The Construction Of TiERF1-specific Expression Vector And Its Transformation Into Wheat

With the development of wheat production and the expansion of cultivated area, wheat disease is also more and more prominent. Genetic engineering to improve disease resistance of wheat raises widely attention.In this study we first cloned a phloem-specific expression promoter RSSP1 from the rice variety "RiBenQing" genome. Sequence analysis showed that the sequences of the cloned molecule are the same with the published sequence within the main function elements.
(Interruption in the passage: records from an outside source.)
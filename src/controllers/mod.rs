//! The handler catalog.
//!
//! Each controller owns its routes; `router()` merges them.

pub mod mapping;
pub mod request_body_json;
pub mod request_body_string;
pub mod request_param;
pub mod response_body;
pub mod response_view;

use axum::Router;

/// All controller routes, without middleware.
pub fn router() -> Router {
    Router::new()
        .merge(log_test::routes())
        .merge(mapping::routes())
        .merge(request_param::routes())
        .merge(request_body_string::routes())
        .merge(request_body_json::routes())
        .merge(response_body::routes())
        .merge(response_view::routes())
}
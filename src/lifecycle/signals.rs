//! OS signal handling.

/// Wait for Ctrl+C, or SIGTERM on Unix.
pub async fn wait_for_signal() {
    let ctrl_c = async {
        if let Err(e) = tokio::signal::ctrl_c().await {
            tracing::error!(error = %e, "Failed to listen for Ctrl+C");
            std::future::pending::<()>().await;
        }
    };

    #[cfg(unix)]
    let terminate = async {
        match tokio::signal::unix::signal(tokio::signal::unix::SignalKind::terminate()) {
            Ok(mut stream) => {
                stream.recv().await;
            }
            Err(e) => {
                tracing::error!(error = %e, "Failed to install SIGTERM handler");
                std::future::pending::<()>().await;
            }
        }
    };

    #[cfg(not(unix))]
    let terminate = std::future::pending::<()>();

    tokio::select! {
        _ = ctrl_c => tracing::info!("Ctrl+C received"),
        _ = terminate => tracing::info!("SIGTERM received"),
    }
}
It demonstrates we cloned the phloem specific promoter RSSP1. The promoter was recombined to plasmid pAHC20 with a disease resistant relative transcription factor that previously cloned from Thinopyrum intermedium so that the pA20-RSSP1:TiERF1 vector is constructed. It enables the disease resistance gene can only be expressed in phloem in the transgenics. The recombinant was transformed into wheat "Yang Mai 12" by particle bombardment transformation and regenerated wheat transgenic plantlets obtained. With two generations analysis and screen of the TO and T1 transgenic plants by PCR some 23 transformed plantlets from TO and 57 transformed plantlets from the T1 identified.The transgenic wheat provide a good material sources for screening of the disease resistant wheat while the application of a phloem-specific expression promoter can improve the food safety of transgenic wheat.